Diet and asthma
Q: I have been facing problems every day with cold, these are running nose, sneezes and throat infection like some allergy in throat. If I take any cold items (refrigerated), immediately after 1/2 hour, the above said problems start. For this reason, I stopped taking any cold item. But still with some foods/fruits, the problems are repeating. I have Asthma (dust and smoke allergy) which is inherited from my grandmother. Please suggest me the correctdiet for me to control asthma.
A:Diet can certainly have an effect on asthma in two ways. First, some foods can provoke asthma attacks. This is because the asthma attack may be the result of an allergic reaction to the food. If you find that eating certain foods are
closely followed by an asthma attack, then, as you probably know, those foods need to be eliminated from your diet in order to prevent such attacks. Some of the most common food allergy asthma triggers are: eggs, nuts, milk, sulfites, fish and chocolate.

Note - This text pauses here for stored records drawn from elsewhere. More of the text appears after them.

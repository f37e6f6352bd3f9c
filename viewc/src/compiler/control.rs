use crate::compiler::builtins::ContextFunction;
use crate::compiler::codegen::Fragment;
use crate::compiler::expression::{split_assignment, ExpressionParser};
use crate::compiler::lexer::tokenize_all;
use crate::compiler::regions::rewrite_regions;
use crate::compiler::scan::find_matching;
use crate::compiler::tokens::{Span, Token};
use crate::error::{Error, ErrorKind};
use crate::settings::Settings;
use crate::syntax::StartMarker;

/// Compiles the control tags (`{% ... %}`) of a template.
///
/// Supported tags:
///
/// * `for item in items`, `for key, value in items`, `endfor`
/// * `if cond`, `elseif cond` (or `else if cond`), `else`, `endif`
/// * `set name = expr`
/// * a call `name(args)` or `obj.method(args)`, compiled to a statement
///
/// Every tag is compiled on its own, nothing is tracked between tags.
pub struct ControlStructureCompiler<'s> {
    settings: &'s Settings,
    parser: ExpressionParser<'s>,
}

impl<'s> ControlStructureCompiler<'s> {
    /// Creates a compiler for the given settings.
    pub fn new(settings: &'s Settings) -> ControlStructureCompiler<'s> {
        ControlStructureCompiler {
            settings,
            parser: ExpressionParser::new(settings),
        }
    }

    /// Replaces all control tags in `source` with PHP.
    pub fn compile(&mut self, source: &str) -> Result<String, Error> {
        let settings = self.settings;
        rewrite_regions(source, settings, None, &[StartMarker::Block], |_, body| {
            self.compile_tag(body)
        })
    }

    /// Compiles the body of one control tag.
    ///
    /// Returns `None` for empty tags.
    pub fn compile_tag(&mut self, body: &str) -> Result<Option<String>, Error> {
        let body = body.trim();
        if body.is_empty() {
            return Ok(None);
        }
        let (keyword, rest) = split_keyword(body);

        let rv = match (keyword, rest) {
            ("endfor" | "endforeach", "") => Fragment::EndForeach.to_string(),
            ("endif", "") => Fragment::EndIf.to_string(),
            ("else", "") => Fragment::Else.to_string(),
            ("else", rest) if split_keyword(rest).0 == "if" => {
                let cond = ok!(self.condition(split_keyword(rest).1));
                Fragment::ElseIf(&cond).to_string()
            }
            ("for" | "foreach", rest) => ok!(self.compile_for(rest)),
            ("if", rest) => Fragment::If(&ok!(self.condition(rest))).to_string(),
            ("elseif", rest) => Fragment::ElseIf(&ok!(self.condition(rest))).to_string(),
            ("set", rest) => ok!(self.compile_set(rest)),
            ("endfor" | "endforeach" | "endif" | "else", _) => {
                return Err(Error::new(
                    ErrorKind::InvalidSyntax,
                    format!("unexpected text after `{keyword}`"),
                ))
            }
            _ => ok!(self.compile_call(body)),
        };
        Ok(Some(rv))
    }

    fn condition(&mut self, expr: &str) -> Result<String, Error> {
        if expr.is_empty() {
            return Err(Error::new(ErrorKind::InvalidSyntax, "missing condition"));
        }
        self.parser.parse(expr)
    }

    fn compile_for(&mut self, rest: &str) -> Result<String, Error> {
        let tokens = ok!(tokenize_all(rest));
        let in_idx = tokens.iter().position(|(token, _)| {
            matches!(token, Token::Ident(word) if word.eq_ignore_ascii_case("in"))
        });
        let Some(in_idx) = in_idx else {
            return Err(Error::new(
                ErrorKind::InvalidSyntax,
                "expected `for <target> in <collection>`",
            ));
        };

        let (key, value) = match &tokens[..in_idx] {
            [(value, _)] => (None, ok!(loop_target(value))),
            [(key, _), (Token::Comma, _), (value, _)] => {
                (Some(ok!(loop_target(key))), ok!(loop_target(value)))
            }
            _ => {
                return Err(Error::new(
                    ErrorKind::InvalidSyntax,
                    "loop targets must be `name` or `key, value`",
                ))
            }
        };

        let collection = rest[tokens[in_idx].1.end_offset as usize..].trim();
        if collection.is_empty() {
            return Err(Error::new(ErrorKind::InvalidSyntax, "missing loop collection"));
        }
        let collection = ok!(self.parser.parse(collection));
        Ok(Fragment::Foreach {
            collection: &collection,
            key,
            value,
        }
        .to_string())
    }

    fn compile_set(&mut self, rest: &str) -> Result<String, Error> {
        match ok!(split_assignment(rest)) {
            Some((target, value)) if !value.is_empty() => {
                let value = ok!(self.parser.parse(value));
                Ok(Fragment::Statement(&format!("${target} = {value}")).to_string())
            }
            _ => Err(Error::new(
                ErrorKind::InvalidSyntax,
                "expected `set <name> = <expression>`",
            )),
        }
    }

    fn compile_call(&mut self, body: &str) -> Result<String, Error> {
        let tokens = ok!(tokenize_all(body));
        let Some(callee) = ok!(trailing_call(&tokens)) else {
            return Err(Error::new(
                ErrorKind::UnknownTag,
                format!("`{}` is neither a control keyword nor a call", body),
            ));
        };

        let compiled = ok!(self.parser.compile(body));
        let bare = callee == 0;
        if bare && compiled.context_function().map_or(false, ContextFunction::returns_markup) {
            Ok(Fragment::Echo(compiled.code()).to_string())
        } else {
            Ok(Fragment::Statement(compiled.code()).to_string())
        }
    }
}

/// Splits off the leading word of a tag.
fn split_keyword(body: &str) -> (&str, &str) {
    let len = body
        .bytes()
        .take_while(|c| c.is_ascii_alphanumeric() || *c == b'_')
        .count();
    (&body[..len], body[len..].trim())
}

fn loop_target<'a>(token: &Token<'a>) -> Result<&'a str, Error> {
    match *token {
        Token::Ident(name) | Token::Variable(name) => Ok(name),
        _ => Err(Error::new(
            ErrorKind::InvalidSyntax,
            format!("expected a loop variable, got {token}"),
        )),
    }
}

/// If the tokens form a call (`f(..)`, `a.b(..)`, `a->b(..)`) returns the
/// index of the called name.
fn trailing_call(tokens: &[(Token<'_>, Span)]) -> Result<Option<usize>, Error> {
    if !matches!(tokens.first(), Some((Token::Ident(_) | Token::Variable(_), _))) {
        return Ok(None);
    }
    let mut idx = 0;
    let mut last_open = None;
    while idx < tokens.len() {
        if tokens[idx].0.closing().is_some() {
            let close = ok!(find_matching(tokens, idx));
            if close + 1 == tokens.len() {
                last_open = Some(idx);
            }
            idx = close + 1;
        } else {
            idx += 1;
        }
    }
    let Some(open) = last_open.filter(|&x| x > 0 && tokens[x].0 == Token::ParenOpen) else {
        return Ok(None);
    };
    if !matches!(tokens[open - 1].0, Token::Ident(_)) {
        return Ok(None);
    }

    // the receiver may only be a chain of names, member access and groups
    let mut idx = 0;
    while idx < open - 1 {
        match tokens[idx].0 {
            Token::Ident(_)
            | Token::Variable(_)
            | Token::Dot
            | Token::Arrow
            | Token::NullsafeArrow => idx += 1,
            token if token.closing().is_some() => idx = ok!(find_matching(tokens, idx)) + 1,
            _ => return Ok(None),
        }
    }
    Ok(Some(open - 1))
}

#[cfg(test)]
mod tests {
    use super::*;

    use similar_asserts::assert_eq;

    fn tag(body: &str) -> Result<Option<String>, Error> {
        let settings = Settings::default();
        ControlStructureCompiler::new(&settings).compile_tag(body)
    }

    fn compiled(body: &str) -> String {
        tag(body).unwrap().unwrap()
    }

    #[test]
    fn test_loops() {
        assert_eq!(
            compiled("for item in items"),
            "<?php foreach ($items as $item): ?>"
        );
        assert_eq!(
            compiled("for key, value in user.getSettings()"),
            "<?php foreach ($user->getSettings() as $key => $value): ?>"
        );
        assert_eq!(compiled("endfor"), "<?php endforeach; ?>");
    }

    #[test]
    fn test_conditionals() {
        assert_eq!(compiled("if user.isAdmin"), "<?php if ($user->isAdmin()): ?>");
        assert_eq!(
            compiled("elseif count(items) > 0"),
            "<?php elseif (count($items) > 0): ?>"
        );
        assert_eq!(compiled("else if x"), "<?php elseif ($x): ?>");
        assert_eq!(compiled("else"), "<?php else: ?>");
        assert_eq!(compiled("endif"), "<?php endif; ?>");
        assert_eq!(compiled("iffy(x)"), "<?php iffy($x); ?>");
    }

    #[test]
    fn test_set() {
        assert_eq!(
            compiled("set total = price|round"),
            "<?php $total = round($price); ?>"
        );
        assert_eq!(tag("set total").unwrap_err().kind(), ErrorKind::InvalidSyntax);
    }

    #[test]
    fn test_calls() {
        assert_eq!(compiled("csrf_field()"), "<?php echo $this->csrfField(); ?>");
        assert_eq!(
            compiled("extend('layouts/main')"),
            "<?php $this->extend('layouts/main'); ?>"
        );
        assert_eq!(
            compiled("start_section('content')"),
            "<?php $this->startSection('content'); ?>"
        );
        assert_eq!(
            compiled("form.open('post', url('save'))"),
            "<?php $form->open('post', $this->url('save')); ?>"
        );
    }

    #[test]
    fn test_errors() {
        assert_eq!(tag("endif now").unwrap_err().kind(), ErrorKind::InvalidSyntax);
        assert_eq!(tag("for x items").unwrap_err().kind(), ErrorKind::InvalidSyntax);
        assert_eq!(tag("for in items").unwrap_err().kind(), ErrorKind::InvalidSyntax);
        assert_eq!(tag("if").unwrap_err().kind(), ErrorKind::InvalidSyntax);
        assert_eq!(tag("block content").unwrap_err().kind(), ErrorKind::UnknownTag);
        assert_eq!(tag("  ").unwrap(), None);
    }

    #[test]
    fn test_compile_template() {
        let settings = Settings::default();
        let rv = ControlStructureCompiler::new(&settings)
            .compile("{% for p in posts %}<li>{{ p.title }}</li>{% endfor %}")
            .unwrap();
        assert_eq!(
            rv,
            "<?php foreach ($posts as $p): ?><li>{{ p.title }}</li><?php endforeach; ?>"
        );
    }
}
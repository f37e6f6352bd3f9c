use crate::compiler::builtins::{app_accessor, ContextFunction, APP_ROOT};
use crate::compiler::dot::DotSyntaxTransformer;
use crate::compiler::filters::FilterTransformer;
use crate::compiler::keywords::keyword_replacement;
use crate::compiler::lexer::tokenize_all;
use crate::compiler::placeholder::PlaceholderManager;
use crate::compiler::scan::{find_matching, Splicer};
use crate::compiler::tokens::{Span, Token};
use crate::compiler::variables::VariableTransformer;
use crate::error::Error;
use crate::settings::Settings;

/// A compiled expression.
#[derive(Debug, Clone, PartialEq, Eq)]
pub struct CompiledExpr {
    code: String,
    context_function: Option<ContextFunction>,
}

impl CompiledExpr {
    fn plain(code: String) -> CompiledExpr {
        CompiledExpr {
            code,
            context_function: None,
        }
    }

    /// The generated code.
    pub fn code(&self) -> &str {
        &self.code
    }

    /// Converts into the generated code.
    pub fn into_code(self) -> String {
        self.code
    }

    /// If the whole expression is a call of a context function, returns it.
    pub fn context_function(&self) -> Option<ContextFunction> {
        self.context_function
    }

    /// Returns `true` if the expression evaluates to markup.
    pub fn returns_markup(&self) -> bool {
        self.context_function.map_or(false, |x| x.returns_markup())
    }
}

/// Compiles a single expression.
///
/// The passes run in this order:
///
/// 1. expressions starting with `$` are taken as already compiled;
/// 2. `app.<name>` accessors are rewritten to accessor calls;
/// 3. filter chains are turned into nested calls;
/// 4. if the expression is one call `name(args)` the arguments are compiled
///    and the call is bound to the context for context functions;
/// 5. otherwise context function calls anywhere in the expression are bound,
///    dotted access is rewritten and bare names become variables.
///
/// The parser owns one placeholder table which is reset for every
/// expression.
pub struct ExpressionParser<'s> {
    settings: &'s Settings,
    placeholders: PlaceholderManager,
}

impl<'s> ExpressionParser<'s> {
    /// Creates a parser for the given settings.
    pub fn new(settings: &'s Settings) -> ExpressionParser<'s> {
        ExpressionParser {
            settings,
            placeholders: PlaceholderManager::new(),
        }
    }

    /// Compiles `expr` and returns the code.
    pub fn parse(&mut self, expr: &str) -> Result<String, Error> {
        self.compile(expr).map(CompiledExpr::into_code)
    }

    /// Compiles `expr`.
    pub fn compile(&mut self, expr: &str) -> Result<CompiledExpr, Error> {
        self.placeholders.reset();
        let expr = expr.trim();
        if expr.starts_with('$') {
            return Ok(CompiledExpr::plain(expr.to_string()));
        }

        let expr = ok!(rewrite_app_accessors(expr));
        let expr = ok!(FilterTransformer::new(&mut self.placeholders).transform(&expr));

        if let Some((name, args)) = ok!(leading_call(&expr)) {
            let args = ok!(self.compile_fragment(args));
            return Ok(match ContextFunction::from_name(name) {
                Some(func) => CompiledExpr {
                    code: func.call(&args),
                    context_function: Some(func),
                },
                None => CompiledExpr::plain(format!("{name}({args})")),
            });
        }

        self.compile_fragment(&expr).map(CompiledExpr::plain)
    }

    fn compile_fragment(&mut self, expr: &str) -> Result<String, Error> {
        let expr = ok!(bind_context_calls(expr));
        let expr =
            ok!(DotSyntaxTransformer::new(&mut self.placeholders, self.settings).transform(&expr));
        VariableTransformer::new(&mut self.placeholders).transform(&expr)
    }
}

/// Splits an assignment `name = value` (optionally `$name = value`) into
/// its target name and value.
pub fn split_assignment(expr: &str) -> Result<Option<(&str, &str)>, Error> {
    let tokens = ok!(tokenize_all(expr));
    Ok(match tokens.as_slice() {
        [(Token::Ident(name) | Token::Variable(name), _), (Token::Assign, assign), ..] => {
            Some((*name, expr[assign.end_offset as usize..].trim()))
        }
        _ => None,
    })
}

/// If `expr` consists of exactly one call `name(args)` returns the name and
/// the argument text.  `not (x)` is a negation, not a call.
fn leading_call(expr: &str) -> Result<Option<(&str, &str)>, Error> {
    let tokens = ok!(tokenize_all(expr));
    let (Some((Token::Ident(name), _)), Some((Token::ParenOpen, open))) =
        (tokens.first(), tokens.get(1))
    else {
        return Ok(None);
    };
    if keyword_replacement(name).is_some() {
        return Ok(None);
    }
    let close = ok!(find_matching(&tokens, 1));
    if close + 1 != tokens.len() {
        return Ok(None);
    }
    let args = &expr[open.end_offset as usize..tokens[close].1.start_offset as usize];
    Ok(Some((*name, args.trim())))
}

fn follows_member_operator(tokens: &[(Token<'_>, Span)], idx: usize) -> bool {
    idx.checked_sub(1).map_or(false, |prev| {
        tokens[prev].0.is_member_operator() || tokens[prev].0 == Token::Dot
    })
}

/// Binds calls of context functions to `$this`.
fn bind_context_calls(expr: &str) -> Result<String, Error> {
    let tokens = ok!(tokenize_all(expr));
    let mut out = Splicer::new(expr);
    for (idx, (token, span)) in tokens.iter().enumerate() {
        let Token::Ident(name) = token else {
            continue;
        };
        if !matches!(tokens.get(idx + 1), Some((Token::ParenOpen, _)))
            || follows_member_operator(&tokens, idx)
        {
            continue;
        }
        if let Some(func) = ContextFunction::from_name(name) {
            out.replace(span.range(), &format!("$this->{}", func.method()));
        }
    }
    Ok(out.finish())
}

/// Rewrites `app.<name>` for the names of the accessor allow-list.
fn rewrite_app_accessors(expr: &str) -> Result<String, Error> {
    let tokens = ok!(tokenize_all(expr));
    let mut out = Splicer::new(expr);
    for (idx, window) in tokens.windows(3).enumerate() {
        let [(Token::Ident(root), root_span), (Token::Dot, dot), (Token::Ident(prop), prop_span)] =
            window
        else {
            continue;
        };
        if *root != APP_ROOT
            || !root_span.touches(dot)
            || !dot.touches(prop_span)
            || follows_member_operator(&tokens, idx)
        {
            continue;
        }
        if let Some(accessor) = app_accessor(prop) {
            out.replace(
                root_span.start_offset as usize..prop_span.end_offset as usize,
                &accessor,
            );
        }
    }
    Ok(out.finish())
}
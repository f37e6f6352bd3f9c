use std::path::PathBuf;

use clap::{arg, command, value_parser, ArgAction, Command};

const MEMBERS: &str = "Member Hints";

pub(super) fn make_command() -> Command {
    command!()
        .name("viewc")
        .max_term_width(120)
        .args([
            #[cfg(feature = "toml")]
            arg!(--"config-file" <PATH> "Alternative path to the config file")
                .value_parser(value_parser!(PathBuf))
                .long_help("\
                    Sets an alternative path to the config file.  By default the config file \
                    is loaded from $HOME/.viewc.toml if it exists.\n\n\
                    \
                    To see the possible config values use --print-config which will print the \
                    current state of the config.\n\n\
                    [env var: VIEWC_CONFIG_FILE]"),
            arg!(--strict "Fail on the first region that cannot be compiled")
                .long_help("\
                    Fail on the first region that cannot be compiled.\n\n\
                    \
                    By default such regions are copied to the output as they are and a \
                    warning is printed.\n\n\
                    [env var: VIEWC_STRICT]"),
            arg!(--debug "Show the template source around errors")
                .long_help("\
                    Show the template source around errors.\n\n\
                    [env var: VIEWC_DEBUG]"),
            arg!(-E --expr <EXPR> "Compile an expression instead of a template")
                .conflicts_with("template"),
            arg!(--method <NAME> "Declare a member of the view model as a method")
                .action(ArgAction::Append)
                .help_heading(MEMBERS),
            arg!(--property <NAME> "Declare a member of the view model as a property")
                .action(ArgAction::Append)
                .help_heading(MEMBERS),
            arg!(--"require-declared" "Only allow declared members without parens")
                .long_help("\
                    Only allow members that were declared with --method or --property to be \
                    accessed without parens.  Other members are an error with --strict, \
                    otherwise a warning.\n\n\
                    [env var: VIEWC_REQUIRE_DECLARED]")
                .help_heading(MEMBERS),
            arg!(--syntax <PAIR> "Changes a delimiter (key=value)")
                .long_help("\
                    Changes a delimiter.  The value is a key=value pair where the key is one of \
                    block-start, block-end, variable-start, variable-end, comment-start and \
                    comment-end.\n\n\
                    [env var: VIEWC_SYNTAX, space separated pairs]")
                .action(ArgAction::Append),
            arg!(--"no-newline" "Do not output a trailing newline"),
            arg!(-v --verbose "Print debug information to stderr"),
            arg!(-o --output <FILENAME> "Path to the output file")
                .long_help("\
                    Path to the output file.  '-' (the default) writes to stdout.  Files are \
                    written atomically, if compilation fails the original file remains.")
                .default_value("-")
                .value_parser(value_parser!(PathBuf)),
            arg!(--"print-config" "Print out the loaded config"),
            #[cfg(feature = "completions")]
            arg!(--"generate-completion" <SH> "Generate a completion script for the given shell")
                .value_parser(["bash", "elvish", "fish", "powershell", "zsh"])
                .help_heading("Shell Support"),
            arg!(template: [TEMPLATE] "Path to the input template")
                .long_help("\
                    Path to the input template.  If not provided this defaults to '-' which \
                    means the template is read from stdin.")
                .default_value("-"),
        ])
        .about("viewc compiles view templates to PHP.")
        .after_help("Compiled templates are written to stdout unless --output is given.")
}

The second way that diet can effect asthma, is in helping to control the severity of an attack. There are a few ways that food can do this. One, food can actually dilate airways, opening them up for freer breathing. One of the best known food s for doing this is coffee...because of the caffeine in it. The second way food can help is by thinning the mucus so that it can move out of the airways, helping her to breath better. There are foods that offer an immediate relief from an attack. The foods in this category include the spicy, pungent foods like chili, hot mustard, garlic and onions. It may be that these hot foods work by stimulating nerves, resulting in the release of watery fluid in the mouth, throat and lungs. This watery secretion will help to thin down the mucus so that it can more easily move out of the airways. Thirdly, some foods can control inflammation of the airways because they contain anti-inflammatory components in their chemical makeup. Foods that help to do this include onions (these are particularly good), fatty fish (fish oil is a proven anti-inflammatory high in omega 3 fatty acids), and vitamin C packed foods. Studies have also shown that a diet high in dairy and meat cause more asthma attacks than vegetarian diets. It may be that there are more allergenic components in dairy and meat. Vegetable oils high in omega-6 fatty acids should be avoided as that fatty acid promotes inflammation. Oils high in omega-6 fatty acids include sunflower oil, corn oil, and safflower oil.